**Required action:** As the answer, give a copy of each line below that includes the word "Result".

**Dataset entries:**
===
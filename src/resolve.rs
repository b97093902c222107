// This Source Code Form is subject to the terms of the Mozilla Public
// License, v. 2.0. If a copy of the MPL was not distributed with this
// file, You can obtain one at http://mozilla.org/MPL/2.0/.

//! The second pass over a built tree: replaces `<use>` nodes with clones
//! of their targets and folds gradient template chains, so the asset
//! binder can treat every element as self-contained.

use std::collections::HashMap;

use crate::device::Device;
use crate::tree::{Image, Kind, Node};

// References nested deeper than this are assumed to be recursive.
const MAX_REFERENCE_DEPTH: u32 = 1024;

pub(crate) fn resolve_references<D: Device>(image: &Image<D>) {
    let root = match image.root() {
        Some(root) => root,
        None => return,
    };

    resolve_node(&root, &image.id_map, 0);
}

fn resolve_node<D: Device>(node: &Node<D>, id_map: &HashMap<String, Node<D>>, depth: u32) {
    if depth > MAX_REFERENCE_DEPTH {
        log::warn!("Element references are nested too deeply. Skipped.");
        return;
    }

    let mut i = 0;
    loop {
        let child = {
            let element = node.borrow();
            match element.children.get(i) {
                Some(child) => child.clone(),
                None => break,
            }
        };

        // Substitute a `use` with a clone of its target.
        let child = match use_href(&child) {
            Some(href) => match id_map.get(&href) {
                Some(target) => {
                    let clone = target.deep_clone();
                    transfer_use_properties(&child, &clone);
                    node.borrow_mut().children[i] = clone.clone();
                    clone
                }
                None => {
                    log::warn!("'use' refers to a non-existing element: '#{}'. Skipped.", href);
                    node.borrow_mut().children.remove(i);
                    continue;
                }
            },
            None => child,
        };

        resolve_gradient(&child, id_map);

        resolve_node(&child, id_map, depth + 1);
        i += 1;
    }
}

fn use_href<D: Device>(node: &Node<D>) -> Option<String> {
    match node.borrow().kind {
        Kind::Use { ref href } => Some(href.clone()),
        _ => None,
    }
}

/// Moves the `use` element's own transform and styles onto the clone
/// that replaces it.
///
/// The transform wraps the referenced content; the styles behave like
/// inherited ones, so the clone's own properties win.
fn transfer_use_properties<D: Device>(use_node: &Node<D>, clone: &Node<D>) {
    let use_element = use_node.borrow();
    let mut element = clone.borrow_mut();

    if let Some(use_ts) = use_element.transform {
        element.transform = Some(match element.transform {
            Some(own) => use_ts.pre_concat(own),
            None => use_ts,
        });
    }

    for (name, value) in &use_element.styles {
        element
            .styles
            .entry(name.clone())
            .or_insert_with(|| value.clone());
    }
}

/// Folds a gradient's template chain and writes the effective endpoint
/// parameters into `points`.
fn resolve_gradient<D: Device>(node: &Node<D>, id_map: &HashMap<String, Node<D>>) {
    let is_linear = matches!(node.borrow().kind, Kind::LinearGradient(_));
    let is_radial = matches!(node.borrow().kind, Kind::RadialGradient(_));
    if !is_linear && !is_radial {
        return;
    }

    // Collect the template chain, nearest template first.
    let mut chain: Vec<Node<D>> = Vec::new();
    let mut seen: Vec<String> = Vec::new();
    let mut next = gradient_href(node);

    while let Some(id) = next {
        if seen.iter().any(|s| *s == id) {
            log::warn!("Gradient template chain contains a loop: '#{}'. Truncated.", id);
            break;
        }

        let target = match id_map.get(&id) {
            Some(target) => target.clone(),
            None => {
                log::warn!("Gradient refers to a non-existing template: '#{}'.", id);
                break;
            }
        };

        let same_kind = (is_linear && matches!(target.borrow().kind, Kind::LinearGradient(_)))
            || (is_radial && matches!(target.borrow().kind, Kind::RadialGradient(_)));
        if !same_kind {
            log::warn!("Gradient template '#{}' has a different kind. Ignored.", id);
            break;
        }

        seen.push(id);
        next = gradient_href(&target);
        chain.push(target);
    }

    // Adopt the attributes the gradient did not set itself.
    for template in &chain {
        if Node::ptr_eq(template, node) {
            continue;
        }

        let template = template.borrow();
        let mut element = node.borrow_mut();
        match (&mut element.kind, &template.kind) {
            (Kind::LinearGradient(g), Kind::LinearGradient(t)) => {
                if g.units.is_none() {
                    g.units = t.units;
                }
                if g.x1.is_none() {
                    g.x1 = t.x1;
                }
                if g.y1.is_none() {
                    g.y1 = t.y1;
                }
                if g.x2.is_none() {
                    g.x2 = t.x2;
                }
                if g.y2.is_none() {
                    g.y2 = t.y2;
                }
            }
            (Kind::RadialGradient(g), Kind::RadialGradient(t)) => {
                if g.units.is_none() {
                    g.units = t.units;
                }
                if g.cx.is_none() {
                    g.cx = t.cx;
                }
                if g.cy.is_none() {
                    g.cy = t.cy;
                }
                if g.r.is_none() {
                    g.r = t.r;
                }
                if g.fx.is_none() {
                    g.fx = t.fx;
                }
                if g.fy.is_none() {
                    g.fy = t.fy;
                }
                if g.fr.is_none() {
                    g.fr = t.fr;
                }
            }
            _ => {}
        }
    }

    // Adopt the stops from the nearest template that has any.
    if !has_stops(node) {
        let template = chain
            .iter()
            .filter(|t| !Node::ptr_eq(t, node))
            .find(|t| has_stops(t));

        if let Some(template) = template {
            let stops: Vec<Node<D>> = template
                .borrow()
                .children
                .iter()
                .map(|stop| stop.deep_clone())
                .collect();
            node.borrow_mut().children = stops;
        }
    }

    // Record the effective endpoint parameters.
    let points = {
        let element = node.borrow();
        match element.kind {
            Kind::LinearGradient(ref g) => vec![
                g.x1.unwrap_or(0.0),
                g.y1.unwrap_or(0.0),
                g.x2.unwrap_or(1.0),
                g.y2.unwrap_or(0.0),
            ],
            Kind::RadialGradient(ref g) => {
                let cx = g.cx.unwrap_or(0.5);
                let cy = g.cy.unwrap_or(0.5);
                vec![
                    cx,
                    cy,
                    g.r.unwrap_or(0.5),
                    g.fx.unwrap_or(cx),
                    g.fy.unwrap_or(cy),
                    g.fr.unwrap_or(0.0),
                ]
            }
            _ => return,
        }
    };

    node.borrow_mut().points = points;
}

fn gradient_href<D: Device>(node: &Node<D>) -> Option<String> {
    match node.borrow().kind {
        Kind::LinearGradient(ref g) => g.href.clone(),
        Kind::RadialGradient(ref g) => g.href.clone(),
        _ => None,
    }
}

fn has_stops<D: Device>(node: &Node<D>) -> bool {
    node.borrow()
        .children
        .iter()
        .any(|child| matches!(child.borrow().kind, Kind::Stop { .. }))
}
impl<'a, D: Device> Builder<'a, D> {
    fn start_element(&mut self, name: &str, attributes: &[Attribute], self_closing: bool) {
        let node = match self.convert_element(name, attributes) {
            Some(mut element) => {
                self.attach_transform(&mut element, attributes);
                collect_styles(attributes, &mut element.styles);

                let node = Node::new(element);

                if self.image.root.is_none() && name == "svg" {
                    self.image.root = Some(node.clone());
                }

                if let Some(id) = attr(attributes, "id") {
                    self.image.id_map.insert(id.to_string(), node.clone());

                    if let Some(Some(parent)) = self.parent_stack.last() {
                        if parent.borrow().tag == "defs" {
                            self.image.defs_map.insert(id.to_string(), node.clone());
                        }
                    }
                }

                if let Some(Some(parent)) = self.parent_stack.last() {
                    parent.borrow_mut().children.push(node.clone());
                }

                Some(node)
            }
            None => None,
        };

        if self_closing {
            if let Some(node) = node {
                node.borrow_mut().compute_bbox(self.device);
            }
        } else {
            self.parent_stack.push(node);
        }
    }

    fn text(&mut self, text: &str) -> Result<(), Error> {
        let slot = match self.parent_stack.last() {
            Some(slot) => slot.clone(),
            None => {
                // Inter-element whitespace outside the root is not
                // character data.
                if text.trim().is_empty() {
                    return Ok(());
                }

                return Err(Error::TextOutsideElement);
            }
        };

        // A skipped element; its character data is dropped with it.
        let node = match slot {
            Some(node) => node,
            None => return Ok(()),
        };

        // Character data is only kept inside `<text>`.
        if node.borrow().tag != "text" {
            return Ok(());
        }

        let stack: Vec<Node<D>> = self.parent_stack[..self.parent_stack.len() - 1]
            .iter()
            .filter_map(|slot| slot.clone())
            .collect();

        let white_space = {
            let element = node.borrow();
            style::computed_style_or(&element, &stack, "white-space", "normal")
        };

        let mut element = node.borrow_mut();
        if let Kind::Text {
            ref mut content, ..
        } = element.kind
        {
            if white_space == "normal" {
                collapse_whitespace(text, content);
            } else {
                content.push_str(text);
            }
        }

        Ok(())
    }

    fn end_element(&mut self) {
        // All children are attached now, so the bbox can be computed.
        if let Some(Some(node)) = self.parent_stack.pop() {
            node.borrow_mut().compute_bbox(self.device);
        }
    }

    fn convert_element(&mut self, name: &str, attributes: &[Attribute]) -> Option<Element<D>> {
        match name {
            "svg" => Some(self.convert_svg(attributes)),
            "rect" => self.convert_rect(attributes),
            "circle" => self.convert_circle(attributes),
            "ellipse" => self.convert_ellipse(attributes),
            "line" => self.convert_line(attributes),
            "path" => self.convert_path(attributes),
            "polyline" => self.convert_poly(name, attributes, false),
            "polygon" => self.convert_poly(name, attributes, true),
            "g" | "group" => Some(Element::new(name, Kind::Group)),
            "defs" => Some(Element::new(name, Kind::Defs)),
            "text" => Some(self.convert_text(attributes)),
            "use" => self.convert_use(attributes),
            "linearGradient" => Some(self.convert_linear_gradient(attributes)),
            "radialGradient" => Some(self.convert_radial_gradient(attributes)),
            "stop" => Some(self.convert_stop(attributes)),
            // Unknown elements become plain containers;
            // their children are still parsed.
            _ => Some(Element::new(name, Kind::Unknown)),
        }
    }

    fn convert_svg(&mut self, attributes: &[Attribute]) -> Element<D> {
        let mut element = Element::new("svg", Kind::Svg);
        let is_root = self.image.root.is_none();

        if !is_root {
            // An inner svg is positioned by its x/y pair.
            let x = self.size_attr(attributes, "x");
            let y = self.size_attr(attributes, "y");
            if let (Some(x), Some(y)) = (x, y) {
                element.transform = Some(Transform::from_translate(x, y));
            }
        }

        self.apply_view_box(&mut element, attributes, is_root);

        element
    }

    fn apply_view_box(&mut self, element: &mut Element<D>, attributes: &[Attribute], is_root: bool) {
        let text = match attr(attributes, "viewBox") {
            Some(text) => text,
            None => return,
        };

        // Viewport target size: explicit width/height, otherwise the device
        // size for the root element and the historic 300x150 for inner ones.
        let (default_w, default_h) = if is_root {
            let size = self.device.size();
            (size.width, size.height)
        } else {
            (300.0, 150.0)
        };
        let width = self.size_attr(attributes, "width").unwrap_or(default_w);
        let height = self.size_attr(attributes, "height").unwrap_or(default_h);

        let mut s = Stream::from(text);
        let numbers = (|| -> Result<[f64; 4], crate::stream::StreamError> {
            Ok([
                s.parse_list_number()?,
                s.parse_list_number()?,
                s.parse_list_number()?,
                s.parse_list_number()?,
            ])
        })();

        let [vb_x, vb_y, vb_w, vb_h] = match numbers {
            Ok(numbers) => numbers,
            Err(e) => {
                log::warn!("Failed to parse the viewBox value: '{}' cause {}.", text, e);
                return;
            }
        };

        if vb_w <= 0.0 || vb_h <= 0.0 {
            log::warn!("viewBox has a non-positive size: '{}'. Ignored.", text);
            return;
        }

        let scale = (width / vb_w).min(height / vb_h);
        let view_box_ts = Transform::from_scale(scale, scale)
            .pre_concat(Transform::from_translate(-vb_x, -vb_y));

        // An inner svg keeps its position translation; the viewBox mapping
        // applies to the content first.
        element.transform = Some(match element.transform {
            Some(position) => position.pre_concat(view_box_ts),
            None => view_box_ts,
        });
    }

    fn convert_rect(&mut self, attributes: &[Attribute]) -> Option<Element<D>> {
        let x = self.require_size(attributes, "x", "rect")?;
        let y = self.require_size(attributes, "y", "rect")?;
        let width = self.require_size(attributes, "width", "rect")?;
        let height = self.require_size(attributes, "height", "rect")?;

        let mut element = Element::new("rect", Kind::Rect);
        element.points.extend_from_slice(&[x, y, width, height]);

        let rx = self.size_attr(attributes, "rx");
        let ry = self.size_attr(attributes, "ry");
        if rx.is_some() || ry.is_some() {
            // A missing corner radius mirrors the present one.
            element.points.push(rx.or(ry).unwrap_or(0.0));
            element.points.push(ry.or(rx).unwrap_or(0.0));
        }

        Some(element)
    }

    fn convert_circle(&mut self, attributes: &[Attribute]) -> Option<Element<D>> {
        let cx = self.require_size(attributes, "cx", "circle")?;
        let cy = self.require_size(attributes, "cy", "circle")?;
        let r = self.require_size(attributes, "r", "circle")?;

        let mut element = Element::new("circle", Kind::Circle);
        element.points.extend_from_slice(&[cx, cy, r]);
        Some(element)
    }

    fn convert_ellipse(&mut self, attributes: &[Attribute]) -> Option<Element<D>> {
        let cx = self.size_attr(attributes, "cx").unwrap_or(0.0);
        let cy = self.size_attr(attributes, "cy").unwrap_or(0.0);
        let rx = self.require_size(attributes, "rx", "ellipse")?;
        let ry = self.require_size(attributes, "ry", "ellipse")?;

        let mut element = Element::new("ellipse", Kind::Ellipse);
        element.points.extend_from_slice(&[cx, cy, rx, ry]);
        Some(element)
    }

    fn convert_line(&mut self, attributes: &[Attribute]) -> Option<Element<D>> {
        let x1 = self.require_size(attributes, "x1", "line")?;
        let y1 = self.require_size(attributes, "y1", "line")?;
        let x2 = self.require_size(attributes, "x2", "line")?;
        let y2 = self.require_size(attributes, "y2", "line")?;

        let mut element = Element::new("line", Kind::Line);
        element.points.extend_from_slice(&[x1, y1, x2, y2]);
        Some(element)
    }

    fn convert_path(&mut self, attributes: &[Attribute]) -> Option<Element<D>> {
        let data = match attr(attributes, "d") {
            Some(data) => data,
            None => {
                log::warn!("Element 'path' requires the 'd' attribute. Skipped.");
                return None;
            }
        };

        let geometry = pathdata::build_geometry(self.device, data)?;
        Some(Element::new("path", Kind::Path { geometry }))
    }

    fn convert_poly(
        &mut self,
        name: &str,
        attributes: &[Attribute],
        close: bool,
    ) -> Option<Element<D>> {
        let points = match attr(attributes, "points") {
            Some(points) => points,
            None => {
                log::warn!("Element '{}' requires the 'points' attribute. Skipped.", name);
                return None;
            }
        };

        // A poly element is a path with an implicit moveto
        // (and an implicit close for polygons).
        let mut data = String::with_capacity(points.len() + 2);
        data.push('M');
        data.push_str(points);
        if close {
            data.push('Z');
        }

        let geometry = pathdata::build_geometry(self.device, &data)?;
        Some(Element::new(name, Kind::Path { geometry }))
    }

    fn convert_text(&mut self, attributes: &[Attribute]) -> Element<D> {
        let x = self.size_attr(attributes, "x").unwrap_or(0.0);
        let y = self.size_attr(attributes, "y").unwrap_or(0.0);

        let mut element = Element::new(
            "text",
            Kind::Text {
                content: String::new(),
                layout: None,
                baseline: 0.0,
            },
        );
        element.points.extend_from_slice(&[x, y]);
        element
    }

    fn convert_use(&mut self, attributes: &[Attribute]) -> Option<Element<D>> {
        let href = match href_attr(attributes).and_then(parse_func_iri) {
            Some(href) => href,
            None => {
                log::warn!("Element 'use' without a resolvable 'href'. Skipped.");
                return None;
            }
        };

        Some(Element::new(
            "use",
            Kind::Use {
                href: href.to_string(),
            },
        ))
    }

    fn convert_linear_gradient(&mut self, attributes: &[Attribute]) -> Element<D> {
        let gradient = LinearGradient {
            href: href_attr(attributes)
                .and_then(parse_func_iri)
                .map(str::to_string),
            units: self.gradient_units(attributes),
            x1: self.size_attr(attributes, "x1"),
            y1: self.size_attr(attributes, "y1"),
            x2: self.size_attr(attributes, "x2"),
            y2: self.size_attr(attributes, "y2"),
        };

        Element::new("linearGradient", Kind::LinearGradient(gradient))
    }

    fn convert_radial_gradient(&mut self, attributes: &[Attribute]) -> Element<D> {
        let gradient = RadialGradient {
            href: href_attr(attributes)
                .and_then(parse_func_iri)
                .map(str::to_string),
            units: self.gradient_units(attributes),
            cx: self.size_attr(attributes, "cx"),
            cy: self.size_attr(attributes, "cy"),
            r: self.size_attr(attributes, "r"),
            fx: self.size_attr(attributes, "fx"),
            fy: self.size_attr(attributes, "fy"),
            fr: self.size_attr(attributes, "fr"),
        };

        Element::new("radialGradient", Kind::RadialGradient(gradient))
    }

    fn gradient_units(&self, attributes: &[Attribute]) -> Option<GradientUnits> {
        let text = attr(attributes, "gradientUnits")?;
        let units = GradientUnits::from_str(text);
        if units.is_none() {
            log::warn!("Unknown gradientUnits value: '{}'. Ignored.", text);
        }

        units
    }

    fn convert_stop(&mut self, attributes: &[Attribute]) -> Element<D> {
        let offset = self
            .size_attr(attributes, "offset")
            .unwrap_or(0.0)
            .max(0.0)
            .min(1.0);

        let mut color = Color::black();
        if let Some(text) = attr(attributes, "stop-color") {
            match Color::from_str(text) {
                Ok(c) => color = c,
                Err(e) => {
                    log::warn!("Failed to parse the stop-color value: '{}' cause {}.", text, e);
                }
            }
        }

        if let Some(opacity) = self.size_attr(attributes, "stop-opacity") {
            color = color.with_opacity(opacity);
        }

        Element::new("stop", Kind::Stop { offset, color })
    }

    fn attach_transform(&self, element: &mut Element<D>, attributes: &[Attribute]) {
        let text = match attr(attributes, "transform") {
            Some(text) => text,
            None => return,
        };

        match Transform::from_str(text) {
            Ok(ts) => {
                // A pre-existing transform (an inner svg translation or a
                // viewBox mapping) applies before the attribute's own.
                let base = element.transform.unwrap_or_default();
                element.transform = Some(ts.pre_concat(base));
            }
            Err(e) => {
                // The element is still kept; it just loses the bad transform.
                log::warn!("Failed to parse a transform value: '{}' cause {}.", text, e);
            }
        }
    }

    /// Reads an attribute as a dimensional value, resolved against the
    /// device DPI.
    fn size_attr(&self, attributes: &[Attribute], name: &str) -> Option<f64> {
        let value = attr(attributes, name)?;
        match Length::from_str(value) {
            Ok(length) => Some(length.to_px(self.dpi)),
            Err(e) => {
                log::warn!("Failed to parse the '{}' value: '{}' cause {}.", name, value, e);
                None
            }
        }
    }

    fn require_size(&self, attributes: &[Attribute], name: &str, tag: &str) -> Option<f64> {
        let value = self.size_attr(attributes, name);
        if value.is_none() {
            log::warn!("Element '{}' requires the '{}' attribute. Skipped.", tag, name);
        }

        value
    }
}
===
**Answer space:**
    fn text(&mut self, text: &str) -> Result<(), Error> {
        let numbers = (|| -> Result<[f64; 4], crate::stream::StreamError> {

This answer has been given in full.